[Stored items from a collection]
[Start of section]

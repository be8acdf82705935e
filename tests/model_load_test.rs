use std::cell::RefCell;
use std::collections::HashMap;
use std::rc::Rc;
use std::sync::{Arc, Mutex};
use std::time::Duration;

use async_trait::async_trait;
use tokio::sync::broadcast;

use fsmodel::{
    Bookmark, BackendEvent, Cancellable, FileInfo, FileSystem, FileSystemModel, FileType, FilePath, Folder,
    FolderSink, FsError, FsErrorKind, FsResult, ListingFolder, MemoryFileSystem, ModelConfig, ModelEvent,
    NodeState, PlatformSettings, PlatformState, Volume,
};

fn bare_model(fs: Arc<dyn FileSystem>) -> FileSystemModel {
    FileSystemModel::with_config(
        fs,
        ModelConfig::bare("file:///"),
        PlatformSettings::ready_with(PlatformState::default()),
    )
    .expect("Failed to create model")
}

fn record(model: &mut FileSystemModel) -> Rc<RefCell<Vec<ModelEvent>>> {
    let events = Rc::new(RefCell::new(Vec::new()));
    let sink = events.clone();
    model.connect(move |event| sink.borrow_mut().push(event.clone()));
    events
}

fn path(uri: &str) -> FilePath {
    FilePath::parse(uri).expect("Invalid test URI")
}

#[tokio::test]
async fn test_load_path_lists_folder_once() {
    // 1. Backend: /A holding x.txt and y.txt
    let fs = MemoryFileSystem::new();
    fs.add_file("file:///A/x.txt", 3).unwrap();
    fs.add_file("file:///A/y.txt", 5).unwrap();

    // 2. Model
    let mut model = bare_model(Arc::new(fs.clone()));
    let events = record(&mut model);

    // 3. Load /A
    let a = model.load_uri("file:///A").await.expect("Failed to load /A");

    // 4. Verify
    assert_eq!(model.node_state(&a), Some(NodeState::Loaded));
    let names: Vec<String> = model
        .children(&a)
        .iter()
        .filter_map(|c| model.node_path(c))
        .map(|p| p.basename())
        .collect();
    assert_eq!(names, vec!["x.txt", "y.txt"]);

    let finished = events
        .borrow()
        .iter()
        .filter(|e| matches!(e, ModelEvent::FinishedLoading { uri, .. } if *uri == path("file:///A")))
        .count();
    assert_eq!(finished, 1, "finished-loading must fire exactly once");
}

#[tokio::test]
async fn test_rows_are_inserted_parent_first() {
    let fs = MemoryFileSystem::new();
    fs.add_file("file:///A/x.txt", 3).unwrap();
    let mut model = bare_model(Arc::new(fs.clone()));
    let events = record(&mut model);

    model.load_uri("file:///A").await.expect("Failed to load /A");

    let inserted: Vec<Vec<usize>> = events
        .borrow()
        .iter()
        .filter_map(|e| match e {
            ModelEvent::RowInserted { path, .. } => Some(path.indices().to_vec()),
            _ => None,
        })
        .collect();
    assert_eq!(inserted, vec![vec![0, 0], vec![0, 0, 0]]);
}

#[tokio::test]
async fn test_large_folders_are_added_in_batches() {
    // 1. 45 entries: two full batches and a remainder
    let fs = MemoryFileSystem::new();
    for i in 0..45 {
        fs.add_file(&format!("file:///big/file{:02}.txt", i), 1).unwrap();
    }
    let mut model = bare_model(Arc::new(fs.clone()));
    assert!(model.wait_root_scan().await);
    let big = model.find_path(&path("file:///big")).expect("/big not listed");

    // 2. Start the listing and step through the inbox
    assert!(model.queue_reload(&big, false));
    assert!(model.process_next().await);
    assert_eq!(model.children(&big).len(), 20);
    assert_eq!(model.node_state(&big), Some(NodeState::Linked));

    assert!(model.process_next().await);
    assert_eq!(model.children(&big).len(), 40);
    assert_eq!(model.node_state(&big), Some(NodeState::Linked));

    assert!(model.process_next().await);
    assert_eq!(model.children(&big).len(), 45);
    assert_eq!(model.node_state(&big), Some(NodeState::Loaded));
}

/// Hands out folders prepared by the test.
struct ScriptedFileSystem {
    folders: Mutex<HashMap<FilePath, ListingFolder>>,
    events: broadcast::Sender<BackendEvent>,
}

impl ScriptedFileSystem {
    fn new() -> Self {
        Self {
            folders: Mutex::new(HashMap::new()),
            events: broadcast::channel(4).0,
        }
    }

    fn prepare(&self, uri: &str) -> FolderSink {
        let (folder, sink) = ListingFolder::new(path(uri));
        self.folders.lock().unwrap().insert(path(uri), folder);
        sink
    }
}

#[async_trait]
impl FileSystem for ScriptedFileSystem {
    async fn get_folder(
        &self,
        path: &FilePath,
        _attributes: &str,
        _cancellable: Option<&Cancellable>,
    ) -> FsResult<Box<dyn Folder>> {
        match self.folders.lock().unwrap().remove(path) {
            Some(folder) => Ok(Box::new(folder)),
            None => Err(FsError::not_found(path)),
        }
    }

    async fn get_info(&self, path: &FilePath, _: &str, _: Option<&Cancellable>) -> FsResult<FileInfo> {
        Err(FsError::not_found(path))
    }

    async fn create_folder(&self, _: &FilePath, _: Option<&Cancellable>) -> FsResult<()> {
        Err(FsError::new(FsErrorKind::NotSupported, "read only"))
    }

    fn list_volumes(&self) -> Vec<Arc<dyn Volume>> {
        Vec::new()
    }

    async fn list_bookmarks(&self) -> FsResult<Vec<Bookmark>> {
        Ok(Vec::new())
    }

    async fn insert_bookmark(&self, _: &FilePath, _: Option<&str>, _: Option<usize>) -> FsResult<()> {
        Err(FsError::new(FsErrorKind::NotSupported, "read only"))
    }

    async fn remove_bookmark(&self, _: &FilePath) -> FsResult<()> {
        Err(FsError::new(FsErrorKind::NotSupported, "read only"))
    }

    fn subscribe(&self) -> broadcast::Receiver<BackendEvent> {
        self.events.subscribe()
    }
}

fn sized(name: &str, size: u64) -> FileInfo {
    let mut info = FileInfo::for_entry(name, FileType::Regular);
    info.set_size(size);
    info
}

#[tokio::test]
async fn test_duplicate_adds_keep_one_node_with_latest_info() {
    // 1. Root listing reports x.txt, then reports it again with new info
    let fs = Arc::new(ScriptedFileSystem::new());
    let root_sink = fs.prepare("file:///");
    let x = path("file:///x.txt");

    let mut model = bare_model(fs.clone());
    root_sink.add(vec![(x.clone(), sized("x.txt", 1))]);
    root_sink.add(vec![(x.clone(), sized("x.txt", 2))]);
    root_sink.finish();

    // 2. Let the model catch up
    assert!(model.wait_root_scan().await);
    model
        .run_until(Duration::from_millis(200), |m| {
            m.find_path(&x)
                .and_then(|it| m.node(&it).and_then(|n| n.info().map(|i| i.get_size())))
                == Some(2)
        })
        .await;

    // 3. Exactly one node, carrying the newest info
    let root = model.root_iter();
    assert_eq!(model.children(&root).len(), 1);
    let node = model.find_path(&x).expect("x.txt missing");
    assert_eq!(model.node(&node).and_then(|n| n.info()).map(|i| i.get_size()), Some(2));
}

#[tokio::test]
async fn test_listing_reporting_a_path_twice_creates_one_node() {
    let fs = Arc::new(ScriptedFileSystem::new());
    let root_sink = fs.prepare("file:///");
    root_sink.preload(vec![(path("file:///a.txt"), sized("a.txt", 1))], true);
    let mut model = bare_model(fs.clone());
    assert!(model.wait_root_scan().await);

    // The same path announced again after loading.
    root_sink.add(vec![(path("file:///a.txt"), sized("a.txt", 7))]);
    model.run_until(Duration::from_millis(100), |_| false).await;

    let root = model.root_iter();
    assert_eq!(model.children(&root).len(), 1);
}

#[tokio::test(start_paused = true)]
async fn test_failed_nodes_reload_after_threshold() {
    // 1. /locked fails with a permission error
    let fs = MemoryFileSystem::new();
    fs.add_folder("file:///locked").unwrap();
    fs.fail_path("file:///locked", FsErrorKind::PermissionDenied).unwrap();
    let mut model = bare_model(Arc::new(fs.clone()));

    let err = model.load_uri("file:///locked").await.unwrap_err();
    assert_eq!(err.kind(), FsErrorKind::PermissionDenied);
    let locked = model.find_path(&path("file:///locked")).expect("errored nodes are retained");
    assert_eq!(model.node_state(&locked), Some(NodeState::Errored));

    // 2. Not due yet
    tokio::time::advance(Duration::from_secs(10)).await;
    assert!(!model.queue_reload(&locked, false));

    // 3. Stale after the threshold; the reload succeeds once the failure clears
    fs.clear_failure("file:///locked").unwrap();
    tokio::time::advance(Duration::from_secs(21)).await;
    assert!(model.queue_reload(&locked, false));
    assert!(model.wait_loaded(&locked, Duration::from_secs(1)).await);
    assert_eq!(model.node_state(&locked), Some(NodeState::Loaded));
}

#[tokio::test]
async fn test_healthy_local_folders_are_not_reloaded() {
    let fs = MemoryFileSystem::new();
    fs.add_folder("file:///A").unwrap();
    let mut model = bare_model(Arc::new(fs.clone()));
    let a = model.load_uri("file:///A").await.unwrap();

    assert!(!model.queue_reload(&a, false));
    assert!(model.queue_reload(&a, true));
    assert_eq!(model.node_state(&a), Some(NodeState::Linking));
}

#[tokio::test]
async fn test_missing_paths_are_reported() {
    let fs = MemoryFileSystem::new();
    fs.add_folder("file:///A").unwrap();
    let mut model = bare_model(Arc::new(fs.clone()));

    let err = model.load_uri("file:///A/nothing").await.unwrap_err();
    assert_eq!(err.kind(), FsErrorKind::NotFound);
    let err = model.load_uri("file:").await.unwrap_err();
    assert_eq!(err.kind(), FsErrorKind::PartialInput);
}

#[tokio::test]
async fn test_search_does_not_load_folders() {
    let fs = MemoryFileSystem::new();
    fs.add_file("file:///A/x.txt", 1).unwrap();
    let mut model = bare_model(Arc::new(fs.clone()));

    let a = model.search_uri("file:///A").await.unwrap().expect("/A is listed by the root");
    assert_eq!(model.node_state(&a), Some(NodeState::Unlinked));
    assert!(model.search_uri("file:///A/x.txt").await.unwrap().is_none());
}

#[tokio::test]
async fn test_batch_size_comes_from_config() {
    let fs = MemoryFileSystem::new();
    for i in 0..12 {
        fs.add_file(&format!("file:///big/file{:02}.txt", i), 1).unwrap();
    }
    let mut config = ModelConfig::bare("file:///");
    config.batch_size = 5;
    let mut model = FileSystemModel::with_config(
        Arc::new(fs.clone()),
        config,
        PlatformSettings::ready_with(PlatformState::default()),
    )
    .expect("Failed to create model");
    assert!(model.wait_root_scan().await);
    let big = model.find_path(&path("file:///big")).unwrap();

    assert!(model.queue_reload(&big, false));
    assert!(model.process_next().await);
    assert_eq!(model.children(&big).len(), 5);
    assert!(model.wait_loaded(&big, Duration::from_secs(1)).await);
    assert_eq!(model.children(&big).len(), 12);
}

[End of section]

» Task prompt: Taking the entries above, write out exactly each line from the one holding "assert_eq!(err.kind(), FsErrorKind::PermissionDenied);" to the one holding "assert!(model.queue_reload(&locked, false));", both included, and stop there.

» Solved exercise:
    assert_eq!(err.kind(), FsErrorKind::PermissionDenied);
    let locked = model.find_path(&path("file:///locked")).expect("errored nodes are retained");
    assert_eq!(model.node_state(&locked), Some(NodeState::Errored));

    // 2. Not due yet
    tokio::time::advance(Duration::from_secs(10)).await;
    assert!(!model.queue_reload(&locked, false));

    // 3. Stale after the threshold; the reload succeeds once the failure clears
    fs.clear_failure("file:///locked").unwrap();
    tokio::time::advance(Duration::from_secs(21)).await;
    assert!(model.queue_reload(&locked, false));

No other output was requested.